Поговори со мной, великая река -
Источник счастья и людских страданий,
Текущая чрез жизнь и смерть века,
Навстречу с морем из пределов дальних.
   
                Из стихотворения “Янцзы” в цикле   “Полынь”

Этот город – сказка. Не потому, что он красив. Красивыми являются только отдельные места. Но он – все же сказка, которую невозможно пересказать.
Правда, воздух сильно загрязнен транспортом. Смог стоит постоянно; он смешивается с испарениями бесчисленных рисовых чеков и огородов, на которых китайцы выращивают различную зелень для еды.
Когда поднимаешься в гору на длиннющем фуникулере, то уходишь от реальности в какую-то фантастическую страну. Она лежит там, внизу, в никогда неисчезающей дымке.
Возвращаясь, попадаешь в Сити с небоскребами и сверкающими витринами. Сити действительно красив. Здесь гуляет народ различного свойства и различных занятий. Я, например, прямо на улице измерял артериальное давление, а потом, вдохновленный народной знахаркой, побежал покупать золотое колечко с аметистом.
Через Янцзы можно перебраться на другую сторону по канатной дороге. И когда видишь внизу самую полноводную реку мира, становится не по себе.
Мой друг Боря (Чжан ДунСян) щедр, но насколько он богат, я не могу судить. Он не давал мне опомниться, а таскал из одного ресторана в другой. Сколько злачных мест мы обошли. Он толкал меня на бесконечные приключения. Такси в Чунцине многочисленные, юркие и дешевые.

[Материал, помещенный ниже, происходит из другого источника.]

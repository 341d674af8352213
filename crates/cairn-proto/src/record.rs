//! DNS resource records.
//!
//! A resource record (RR) pairs an owner name with typed data. The record
//! type is never stored separately: it is derived from the [`RData`]
//! variant, so the two cannot disagree.

use crate::class::Class;
use crate::error::{Error, Result};
use crate::name::{read_name, Name};
use crate::rdata::RData;
use crate::rtype::{RecordType, Type};
use crate::wire::{WireReader, WireWriter};
use serde::{Deserialize, Serialize};
use std::fmt;
use tracing::debug;

/// A DNS resource record.
///
/// # Wire Format
///
/// ```text
///                                 1  1  1  1  1  1
///   0  1  2  3  4  5  6  7  8  9  0  1  2  3  4  5
/// +--+--+--+--+--+--+--+--+--+--+--+--+--+--+--+--+
/// /                      NAME                     /
/// +--+--+--+--+--+--+--+--+--+--+--+--+--+--+--+--+
/// |                      TYPE                     |
/// +--+--+--+--+--+--+--+--+--+--+--+--+--+--+--+--+
/// |                     CLASS                     |
/// +--+--+--+--+--+--+--+--+--+--+--+--+--+--+--+--+
/// |                      TTL                      |
/// |                                               |
/// +--+--+--+--+--+--+--+--+--+--+--+--+--+--+--+--+
/// |                   RDLENGTH                    |
/// +--+--+--+--+--+--+--+--+--+--+--+--+--+--+--+--+
/// /                     RDATA                     /
/// +--+--+--+--+--+--+--+--+--+--+--+--+--+--+--+--+
/// ```
#[derive(Debug, Clone, PartialEq, Eq, Hash, Serialize, Deserialize)]
pub struct ResourceRecord {
    /// Owner name.
    pub name: Name,
    /// Record class. OPT uses it for the UDP payload size.
    pub class: Class,
    /// Time to live in seconds.
    pub ttl: u32,
    /// Record data; also determines the type.
    pub rdata: RData,
}

impl ResourceRecord {
    /// Creates an IN-class record.
    pub fn new(name: Name, ttl: u32, rdata: RData) -> Self {
        Self {
            name,
            class: Class::IN,
            ttl,
            rdata,
        }
    }

    /// Returns the record type derived from the RDATA.
    #[inline]
    pub fn rtype(&self) -> Type {
        self.rdata.rtype()
    }

    /// Returns true if this record is of type `t`.
    #[inline]
    pub fn is_type(&self, t: RecordType) -> bool {
        self.rtype().is(t)
    }

    /// Returns a copy with a different TTL.
    #[must_use]
    pub fn with_ttl(&self, ttl: u32) -> Self {
        Self {
            ttl,
            ..self.clone()
        }
    }

    /// Reads one record.
    ///
    /// A malformed owner name or fixed field is an error: the start of the
    /// next record is unknown. A malformed RDATA is not. The reader is moved
    /// past the RDLENGTH window and `Ok(None)` is returned so the caller can
    /// carry on with the next record.
    pub fn read(reader: &mut WireReader<'_>) -> Result<Option<Self>> {
        let name = read_name(reader)?;
        let rtype = Type::from_u16(reader.read_u16()?);
        let class = Class::from_u16(reader.read_u16()?);
        let ttl = reader.read_u32()?;
        let rdlength = usize::from(reader.read_u16()?);

        let rdata_start = reader.position();
        let mut window = reader.limited(rdlength)?;
        reader.seek(rdata_start + rdlength)?;

        match RData::decode(rtype, &mut window) {
            Ok(rdata) => Ok(Some(Self {
                name,
                class,
                ttl,
                rdata,
            })),
            Err(error) => {
                debug!(
                    owner = %name,
                    rtype = %rtype,
                    offset = rdata_start,
                    %error,
                    "skipping record with malformed rdata"
                );
                Ok(None)
            }
        }
    }

    /// Appends the record.
    ///
    /// RDLENGTH is written as a placeholder and back-filled once the RDATA
    /// has been encoded.
    pub fn write(&self, writer: &mut WireWriter) -> Result<()> {
        self.name.write_to(writer);
        writer.write_u16(self.rtype().to_u16());
        writer.write_u16(self.class.to_u16());
        writer.write_u32(self.ttl);

        let len_at = writer.len();
        writer.write_u16(0);
        self.rdata.encode(writer)?;

        let length = writer.len() - len_at - 2;
        let rdlength = u16::try_from(length).map_err(|_| Error::RDataOverflow {
            rtype: self.rtype().to_string(),
            length,
        })?;
        writer.patch_u16(len_at, rdlength)
    }
}

impl fmt::Display for ResourceRecord {
    fn fmt(&self, f: &mut fmt::Formatter<'_>) -> fmt::Result {
        write!(
            f,
            "{}\t{}\t{}\t{}\t{}",
            self.name,
            self.ttl,
            self.class,
            self.rtype(),
            self.rdata
        )
    }
}
//! EDNS(0) support (RFC 6891).
//!
//! The OPT pseudo-record repurposes the record header: CLASS carries the
//! requestor's UDP payload size and TTL carries the extended rcode, the
//! version and the DO bit. Its RDATA ([`Opt`]) is a list of
//! `(code, length, data)` options.

mod subnet;

pub use subnet::{ClientSubnet, CLIENT_SUBNET_CODE};

use crate::class::Class;
use crate::error::{Error, Result};
use crate::name::Name;
use crate::rdata::{RData, RDataType};
use crate::record::ResourceRecord;
use crate::rtype::RecordType;
use crate::wire::{WireReader, WireWriter};
use data_encoding::HEXUPPER;
use serde::{Deserialize, Serialize};
use std::fmt;

/// DO bit inside the 16-bit flags half of the OPT TTL.
const DNSSEC_OK: u32 = 0x8000;

/// A single EDNS option, keyed by option code.
#[derive(Debug, Clone, PartialEq, Eq, Hash, Serialize, Deserialize)]
pub enum EdnsOption {
    /// Client Subnet (code 8).
    ClientSubnet(ClientSubnet),
    /// Any option this codec does not interpret, kept verbatim.
    Unknown {
        /// Option code.
        code: u16,
        /// Option payload.
        data: Vec<u8>,
    },
}

impl EdnsOption {
    /// Returns the option code.
    pub const fn code(&self) -> u16 {
        match self {
            Self::ClientSubnet(_) => CLIENT_SUBNET_CODE,
            Self::Unknown { code, .. } => *code,
        }
    }

    fn read(reader: &mut WireReader<'_>) -> Result<Self> {
        let code = reader.read_u16()?;
        let len = usize::from(reader.read_u16()?);
        let mut payload = reader.limited(len)?;
        let raw = reader.read_bytes(len)?;
        let decoded = match code {
            CLIENT_SUBNET_CODE => ClientSubnet::decode(&mut payload)?.map(Self::ClientSubnet),
            _ => None,
        };
        Ok(decoded.unwrap_or_else(|| Self::Unknown {
            code,
            data: raw.to_vec(),
        }))
    }

    fn write(&self, writer: &mut WireWriter) -> Result<()> {
        writer.write_u16(self.code());
        let len_at = writer.len();
        writer.write_u16(0);
        match self {
            Self::ClientSubnet(subnet) => subnet.encode(writer)?,
            Self::Unknown { data, .. } => writer.write_bytes(data),
        }
        let len = writer.len() - len_at - 2;
        let len = u16::try_from(len)
            .map_err(|_| Error::invalid_edns_option(self.code(), "option longer than 65535"))?;
        writer.patch_u16(len_at, len)
    }
}

impl fmt::Display for EdnsOption {
    fn fmt(&self, f: &mut fmt::Formatter<'_>) -> fmt::Result {
        match self {
            Self::ClientSubnet(subnet) => write!(f, "CLIENT-SUBNET: {subnet}"),
            Self::Unknown { code, data } => write!(f, "OPT{code}: {}", HEXUPPER.encode(data)),
        }
    }
}

/// OPT RDATA: the option list.
#[derive(Debug, Clone, Default, PartialEq, Eq, Hash, Serialize, Deserialize)]
pub struct Opt {
    /// Options in wire order.
    #[serde(default)]
    pub options: Vec<EdnsOption>,
}

impl RDataType for Opt {
    const TYPE: RecordType = RecordType::OPT;

    fn decode(reader: &mut WireReader<'_>) -> Result<Self> {
        let mut options = Vec::new();
        while !reader.is_empty() {
            options.push(EdnsOption::read(reader)?);
        }
        Ok(Self { options })
    }

    fn encode(&self, writer: &mut WireWriter) -> Result<()> {
        for option in &self.options {
            option.write(writer)?;
        }
        Ok(())
    }
}

impl fmt::Display for Opt {
    fn fmt(&self, f: &mut fmt::Formatter<'_>) -> fmt::Result {
        for (i, option) in self.options.iter().enumerate() {
            if i > 0 {
                f.write_str("; ")?;
            }
            write!(f, "{option}")?;
        }
        Ok(())
    }
}

/// Typed view of an OPT pseudo-record.
#[derive(Debug, Clone, PartialEq, Eq)]
pub struct Edns {
    /// Requestor's UDP payload size.
    pub udp_size: u16,
    /// Upper eight bits of the response code.
    pub extended_rcode: u8,
    /// EDNS version.
    pub version: u8,
    /// DNSSEC OK.
    pub dnssec_ok: bool,
    /// Options.
    pub options: Vec<EdnsOption>,
}

impl Edns {
    /// Creates version-0 EDNS with no options.
    pub fn new(udp_size: u16) -> Self {
        Self {
            udp_size,
            extended_rcode: 0,
            version: 0,
            dnssec_ok: false,
            options: Vec::new(),
        }
    }

    /// Reads EDNS from an OPT record, or `None` for any other record.
    pub fn from_record(record: &ResourceRecord) -> Option<Self> {
        let RData::OPT(opt) = &record.rdata else {
            return None;
        };
        Some(Self {
            udp_size: record.class.to_u16(),
            extended_rcode: (record.ttl >> 24) as u8,
            version: (record.ttl >> 16) as u8,
            dnssec_ok: record.ttl & DNSSEC_OK != 0,
            options: opt.options.clone(),
        })
    }

    /// Builds the OPT pseudo-record.
    pub fn to_record(&self) -> ResourceRecord {
        let ttl = u32::from(self.extended_rcode) << 24
            | u32::from(self.version) << 16
            | if self.dnssec_ok { DNSSEC_OK } else { 0 };
        ResourceRecord {
            name: Name::root(),
            class: Class::from_u16(self.udp_size),
            ttl,
            rdata: RData::OPT(Opt {
                options: self.options.clone(),
            }),
        }
    }

    /// Returns the client subnet option, if present.
    pub fn client_subnet(&self) -> Option<&ClientSubnet> {
        self.options.iter().find_map(|o| match o {
            EdnsOption::ClientSubnet(subnet) => Some(subnet),
            EdnsOption::Unknown { .. } => None,
        })
    }
}

impl fmt::Display for Edns {
    fn fmt(&self, f: &mut fmt::Formatter<'_>) -> fmt::Result {
        write!(
            f,
            "; EDNS: version: {}, flags:{}; udp: {}",
            self.version,
            if self.dnssec_ok { " do" } else { "" },
            self.udp_size
        )?;
        for option in &self.options {
            write!(f, "\n; {option}")?;
        }
        Ok(())
    }
}

#[cfg(test)]
mod tests {
    use super::*;

    #[test]
    fn test_ttl_packing() {
        let mut edns = Edns::new(1232);
        edns.extended_rcode = 1;
        edns.dnssec_ok = true;
        let record = edns.to_record();
        assert!(record.name.is_root());
        assert_eq!(record.class.to_u16(), 1232);
        assert_eq!(record.ttl, 0x0100_8000);
        assert_eq!(Edns::from_record(&record), Some(edns));
    }

    #[test]
    fn test_options_wire() {
        let opt = Opt {
            options: vec![
                EdnsOption::ClientSubnet(ClientSubnet::new("192.0.2.0".parse().unwrap(), 24)),
                EdnsOption::Unknown {
                    code: 10,
                    data: vec![1, 2, 3, 4, 5, 6, 7, 8],
                },
            ],
        };
        let mut writer = WireWriter::new(64);
        opt.encode(&mut writer).unwrap();
        let wire = writer.freeze();
        assert_eq!(&wire[..4], &[0, 8, 0, 7]);
        assert_eq!(&wire[11..15], &[0, 10, 0, 8]);

        let decoded = Opt::decode(&mut WireReader::new(&wire)).unwrap();
        assert_eq!(decoded, opt);
    }

    #[test]
    fn test_unknown_subnet_family_kept_raw() {
        let data = [0, 8, 0, 5, 0, 7, 8, 0, 0xAA];
        let opt = Opt::decode(&mut WireReader::new(&data)).unwrap();
        assert_eq!(
            opt.options,
            vec![EdnsOption::Unknown {
                code: 8,
                data: vec![0, 7, 8, 0, 0xAA]
            }]
        );
    }

    #[test]
    fn test_option_overruns_rdata() {
        let data = [0, 10, 0, 9, 1, 2];
        assert!(Opt::decode(&mut WireReader::new(&data)).is_err());
    }
}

Передо мною ожерелье гор -
В дрожащей дымке дивный мир,
Покрытый зеленью. Мой взор
Не в силах охватить сей пир
Камней, террас и пагод птицекрылых.
Я в том краю, где все мне вновь, все мило...

Тут в самых странных сочетаньях
И древний мир, и современный стиль,
Средь хлипких фанз кристаллы новых зданий,
Тут блеск машин и ворохом утиль.
Все смешано:  и гордость, и позор,
Богатства крик и бедности укор...

Средь небоскребов встретишь вдруг
Кусочек прежней милой жизни -
Буддистский храм...Чужого мира круг,
Чужих свечей огонь в лицо вам брызнет,
Неся столь нужный всем покой,
Вот тут, мой друг, замри, постой.

Сквозь вечный утренний туман
В долине стройками стесненной
Змеею быстрой Чаленджан
К Янцзы спешит беглец влюбленный,
Минуя множество постов,
Громадных арок и мостов.

Их встрече не найти преград
Она намечена и состоится в Сити
И встрече той здесь каждый будет рад...
Две разные воды, как шелковые нити
Соткут узор то дружбы, то разлада,
И устремятся вниз, неся людские клады...

Стихотворение “Город” из цикла “Полынь”



Нагрузка у меня была большой, но не утомительной: не менее двух двухчасовых лекций три раза в неделю. Рабочий язык – английский, но поскольку китайцы и японцы в своей массе хуже нас владеют английским, то они с радостью встречали моего бывшего аспиранта Чжан Дун Сяна. Я читал лекции студентам и специалистам. Все слушатели очень активны и задают массу вопросов. Особенно помнятся напористые металлурги, которые вытянули из меня все жилы. Я даже взмолился, сказав, что вопросы должны быть с двух сторон, а не только с китайской стороны. Среди пожилых китайцев много тех, которые немного понимали русский. Потом они признались, что заканчивали московский институт стали и сплавов и знают Зеликмана.
Много времени я отдал пяти китайским студентам, которых Чжан Дун Сян прикрепил ко мне, как будущих дипломников. Общаться с ними – мученье. Английский язык ужасный, а на пальцах много ли объяснишь! И все же удалось сделать две дипломные работы, конечно с помощью Чжан Дун Сяна
Практически 15 дней из всего срока пребывания в Чунцине отдано путешествиям. Много объясняется майскими праздниками (поездка в Ченду) и шикарным подарком, который сделал мне иностранный отдел. Почти неделю иностранный отдел подарил мне для путешествия по реке Янцзы совместно с Борисом. Много дум я передумал на этой великой реке. Сколько дум было о Наташе!
Я увидел взлет Китая, и мне отчетливо предстало его будущее. А куда идем мы?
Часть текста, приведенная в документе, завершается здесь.